- Born: 2 February 1929 (age 97) Haifa, Mandatory Palestine
- Occupation: Evolutionary biologist
- Known for: Founder of the Institute of Evolution at University of Haifa, "Evolution Canyon" model
- Awards: Foreign Member of the Linnean Society, London (1990); Foreign Associate Member of the National Academy of Sciences, USA (2000);

= Eviatar Nevo =

Israeli evolutionary biologist

Eviatar Nevo (אביתר נבו; born February 2, 1929, in Haifa, Mandatory Palestine), is Professor Emeritus, founder and director of the Institute of Evolution at University of Haifa, Israel.

==Research==

Nevo received a M.Sc and PhD (1964) from Hebrew University. His Ph.D thesis was entitled "Population studies of Anurans from the lower Cretaceous of Makhtesh Ramon, Israel". He founded the Institute of Evolution at Haifa in 1973 and researches evolutionary biology, in particular, speciation processes, modifications of highly evolved traits (vision), climatic and geographic effects in sympatric speciation in insects, bacteria, fungi, mammals and crops. He is a proponent of evolutionary models where environmental stressors act positively to shape genetic polymorphisms.

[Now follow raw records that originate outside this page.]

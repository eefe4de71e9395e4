use crate::models::DocumentStatus;

#[derive(Debug, thiserror::Error)]
pub enum Error {
    #[error("Validation error: {0}")]
    Validation(String),

    #[error("Precondition failed: {0}")]
    PreconditionFailed(String),

    #[error("Access token has expired")]
    TokenExpired,

    #[error("Access token is invalid")]
    TokenInvalid,

    #[error("Document is closed ({0})")]
    DocumentClosed(DocumentStatus),

    #[error("Recipient has already signed")]
    AlreadySigned,

    #[error("Not found: {0}")]
    NotFound(String),

    #[error("Unable to render signed document: {0}")]
    RenderFailure(String),

    #[error("Unable to send notification: {0}")]
    NotifyFailure(String),

    #[error("Storage error: {0}")]
    Storage(String),

    #[error("Blob storage error: {0}")]
    Blob(String),

    #[error("Configuration error: {0}")]
    Config(String),
}

pub type Result<T> = std::result::Result<T, Error>;

impl Error {
    /// True for the hard stops a caller must never retry.
    pub fn is_closed(&self) -> bool {
        matches!(self, Error::DocumentClosed(_))
    }
}

impl From<std::io::Error> for Error {
    fn from(err: std::io::Error) -> Self {
        Error::Blob(err.to_string())
    }
}

impl From<serde_json::Error> for Error {
    fn from(err: serde_json::Error) -> Self {
        Error::Storage(format!("unable to encode record: {}", err))
    }
}

impl From<figment::Error> for Error {
    fn from(err: figment::Error) -> Self {
        Error::Config(err.to_string())
    }
}

impl From<tera::Error> for Error {
    fn from(err: tera::Error) -> Self {
        Error::NotifyFailure(format!("unable to render template: {}", err))
    }
}

impl From<lettre::error::Error> for Error {
    fn from(err: lettre::error::Error) -> Self {
        Error::NotifyFailure(format!("unable to generate email: {}", err))
    }
}

#[cfg(feature = "postgres")]
impl From<diesel::result::Error> for Error {
    fn from(err: diesel::result::Error) -> Self {
        match err {
            diesel::result::Error::NotFound => Error::NotFound("record".to_string()),
            err => Error::Storage(err.to_string()),
        }
    }
}

#[cfg(feature = "postgres")]
impl From<r2d2::Error> for Error {
    fn from(err: r2d2::Error) -> Self {
        Error::Storage(format!("unable to get DB pool connection: {}", err))
    }
}

#[cfg(feature = "postgres")]
impl From<diesel::ConnectionError> for Error {
    fn from(err: diesel::ConnectionError) -> Self {
        Error::Storage(format!("unable to connect to database: {}", err))
    }
}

In 1994, he nicknamed Mount Carmel "Evolution Canyon" and later proposed a model of the same name that acts as a global warming monitor through observing biodiversity. The EC microscale model can be used when there are two opposite slopes with contrasting climatic conditions. Studies at Mount Carmel of particular impact and interest have involved Drosophila and wild barley.

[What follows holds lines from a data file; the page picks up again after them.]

#![allow(dead_code)]

use std::collections::HashMap;
use std::sync::atomic::{AtomicBool, AtomicUsize, Ordering};
use std::sync::{Arc, Mutex};
use chrono::TimeZone;
use esign_workflow::audit::ClientMeta;
use esign_workflow::clock::ManualClock;
use esign_workflow::config::EngineSettings;
use esign_workflow::files::BlobStore;
use esign_workflow::models::{
    Actor, Document, FieldPlacement, FieldType, NewDocument, NewRecipient, OrderMode, Position, RecipientRole,
    Size,
};
use esign_workflow::notify::{NotificationEvent, NotificationPayload, Notifier};
use esign_workflow::render::{RenderPage, Renderer};
use esign_workflow::store::memory::MemoryStore;
use esign_workflow::{DocumentId, Engine, Error, RecipientAccess, RecipientId, Result};

pub const SIGNATURE: &str = "data:image/png;base64,iVBORw0KGgo=";

#[derive(Default)]
pub struct MemoryBlobs {
    files: Mutex<HashMap<String, Vec<u8>>>,
}

#[async_trait::async_trait]
impl BlobStore for MemoryBlobs {
    async fn upload(&self, bytes: Vec<u8>, file_name: &str, _content_type: &str) -> Result<String> {
        let url = format!("mem://{}/{}", uuid::Uuid::new_v4(), file_name);
        self.files.lock().unwrap().insert(url.clone(), bytes);
        Ok(url)
    }

    async fn read(&self, url: &str) -> Result<Vec<u8>> {
        match self.files.lock().unwrap().get(url) {
            Some(b) => Ok(b.clone()),
            None => Err(Error::Blob(format!("no such file {}", url))),
        }
    }
}

pub struct RecordingRenderer {
    blobs: Arc<MemoryBlobs>,
    pub calls: AtomicUsize,
    pub fail: AtomicBool,
    pub last_pages: Mutex<Vec<RenderPage>>,
}

impl RecordingRenderer {
    pub fn calls(&self) -> usize {
        self.calls.load(Ordering::SeqCst)
    }

    pub fn set_failing(&self, fail: bool) {
        self.fail.store(fail, Ordering::SeqCst);
    }
}

#[async_trait::async_trait]
impl Renderer for RecordingRenderer {
    async fn render(&self, document_url: &str, pages: &[RenderPage]) -> Result<String> {
        self.calls.fetch_add(1, Ordering::SeqCst);
        tokio::task::yield_now().await;
        if self.fail.load(Ordering::SeqCst) {
            return Err(Error::RenderFailure("renderer unavailable".to_string()));
        }
        *self.last_pages.lock().unwrap() = pages.to_vec();
        let signed = format!("signed:{}:{}", document_url, pages.len()).into_bytes();
        self.blobs.upload(signed, "signed.pdf", "application/pdf").await
    }
}

#[derive(Default)]
pub struct RecordingNotifier {
    pub sent: Mutex<Vec<(String, NotificationEvent, NotificationPayload)>>,
    pub fail: AtomicBool,
}

impl RecordingNotifier {
    pub fn events(&self) -> Vec<(String, NotificationEvent, NotificationPayload)> {
        self.sent.lock().unwrap().clone()
    }

    pub fn to(&self, email: &str, event: NotificationEvent) -> Vec<NotificationPayload> {
        self.events()
            .into_iter()
            .filter(|(e, ev, _)| e == email && *ev == event)
            .map(|(_, _, p)| p)
            .collect()
    }
}

#[async_trait::async_trait]
impl Notifier for RecordingNotifier {
    async fn notify(&self, email: &str, event: NotificationEvent, payload: &NotificationPayload) -> Result<()> {
        if self.fail.load(Ordering::SeqCst) {
            return Err(Error::NotifyFailure("smtp down".to_string()));
        }
        self.sent.lock().unwrap().push((email.to_string(), event, payload.clone()));
        Ok(())
    }
}

pub struct Harness {
    pub engine: Engine<MemoryStore>,
    pub blobs: Arc<MemoryBlobs>,
    pub renderer: Arc<RecordingRenderer>,
    pub notifier: Arc<RecordingNotifier>,
    pub clock: Arc<ManualClock>,
}

pub fn harness() -> Harness {
    let settings = EngineSettings {
        external_uri: "https://sign.brokerage.example".to_string(),
        token_validity: chrono::Duration::days(14),
    };
    let blobs = Arc::new(MemoryBlobs::default());
    let renderer = Arc::new(RecordingRenderer {
        blobs: blobs.clone(),
        calls: AtomicUsize::new(0),
        fail: AtomicBool::new(false),
        last_pages: Mutex::new(vec![]),
    });
    let notifier = Arc::new(RecordingNotifier::default());
    let clock = Arc::new(ManualClock::new(chrono::Utc.with_ymd_and_hms(2026, 3, 2, 9, 0, 0).unwrap()));
    let engine = Engine::new(settings, MemoryStore::new(), blobs.clone(), renderer.clone(), notifier.clone())
        .with_clock(clock.clone());
    Harness {
        engine,
        blobs,
        renderer,
        notifier,
        clock,
    }
}

pub fn owner() -> Actor {
    Actor {
        email: "agent@brokerage.example".to_string(),
        name: "Listing Agent".to_string(),
    }
}

pub fn meta() -> ClientMeta {
    ClientMeta::new("203.0.113.7".parse().unwrap(), "Mozilla/5.0 (X11; Linux x86_64)")
}

pub fn signer(name: &str, order: i32) -> NewRecipient {
    NewRecipient {
        name: name.to_string(),
        email: format!("{}@example.com", name.to_lowercase()),
        role: RecipientRole::Signer,
        signer_type: None,
        signing_order: order,
    }
}

pub fn cc(name: &str) -> NewRecipient {
    NewRecipient {
        role: RecipientRole::Cc,
        ..signer(name, 0)
    }
}

pub fn new_document(mode: OrderMode, recipients: Vec<NewRecipient>) -> NewDocument {
    NewDocument {
        title: "Purchase agreement - 12 Elm St".to_string(),
        description: Some("Offer and counter-offer".to_string()),
        owner: owner(),
        order_mode: mode,
        file_name: "agreement.pdf".to_string(),
        mime_type: "application/pdf".to_string(),
        file_bytes: b"%PDF-1.7 agreement".to_vec(),
        recipients,
    }
}

pub fn signature_field(recipient_id: RecipientId, page: u32) -> FieldPlacement {
    FieldPlacement {
        recipient_id,
        field_type: FieldType::Signature,
        page,
        position: Position { x: 0.1, y: 0.8 },
        size: Size { width: 0.3, height: 0.05 },
        required: true,
        label: Some("Buyer signature".to_string()),
        placeholder: None,
        options: None,
    }
}

/// Creates a document, gives every signer one required signature field, and
/// returns it with the recipient ids in `(signing_order, id)` order.
pub async fn prepared(h: &Harness, mode: OrderMode, recipients: Vec<NewRecipient>) -> (Document, Vec<RecipientId>) {
    let document = h.engine.create_document(new_document(mode, recipients)).await.unwrap();
    let ids = h.engine.recipients(document.id).unwrap().into_iter().map(|r| (r.id, r.is_signer())).collect::<Vec<_>>();
    for (id, is_signer) in &ids {
        if *is_signer {
            h.engine.place_field(document.id, signature_field(*id, 1)).unwrap();
        }
    }
    let ids = ids.into_iter().map(|(id, _)| id).collect();
    (document, ids)
}

pub fn recipient_id_by_name(h: &Harness, document_id: DocumentId, name: &str) -> RecipientId {
    h.engine
        .recipients(document_id)
        .unwrap()
        .into_iter()
        .find(|r| r.name == name)
        .unwrap()
        .id
}

/// The access a recipient would have from their link, empty token if none.
pub fn access(h: &Harness, document_id: DocumentId, recipient_id: RecipientId) -> RecipientAccess {
    let recipient = h
        .engine
        .recipients(document_id)
        .unwrap()
        .into_iter()
        .find(|r| r.id == recipient_id)
        .unwrap();
    RecipientAccess {
        document_id,
        recipient_id,
        token: recipient.token.map(|t| t.value).unwrap_or_default(),
    }
}

pub fn only_field(h: &Harness, access: &RecipientAccess) -> esign_workflow::FieldId {
    let fields = h.engine.fields_for_recipient(access).unwrap();
    assert_eq!(fields.len(), 1);
    fields[0].id
}

/// View, fill the single signature field, and finish.
pub async fn sign(h: &Harness, document_id: DocumentId, recipient_id: RecipientId) -> esign_workflow::SignOutcome {
    let a = access(h, document_id, recipient_id);
    h.engine.view(&a, &meta()).unwrap();
    let field_id = only_field(h, &a);
    h.engine.set_field_value(&a, field_id, SIGNATURE, &meta()).unwrap();
    h.engine.finish_signing(&a, &meta()).await.unwrap()
}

He has published more than 1000 peer-reviewed research articles on a wide array of topics about genetic diversity, evolution in action, and environmental shaping of evolutionary processes. According to Thomson Reuters, he is among the top highly cited researchers in the world.

==Awards and honors==

He is a Foreign Member of the Linnean Society, London (1990) and of the Ukraine Academy of Sciences (1997). He is a Foreign Associate Member in Evolutionary Biology section of the National Academy of Sciences, USA (2000), an Honorary Member of the Ukraine Botanical Society (1995), of the American Society of Mammalogists (2002), and the Israel Zoological Society (2007). He received Honorary doctorates from World University (1990) and the University of Duisburg-Essen, Germany.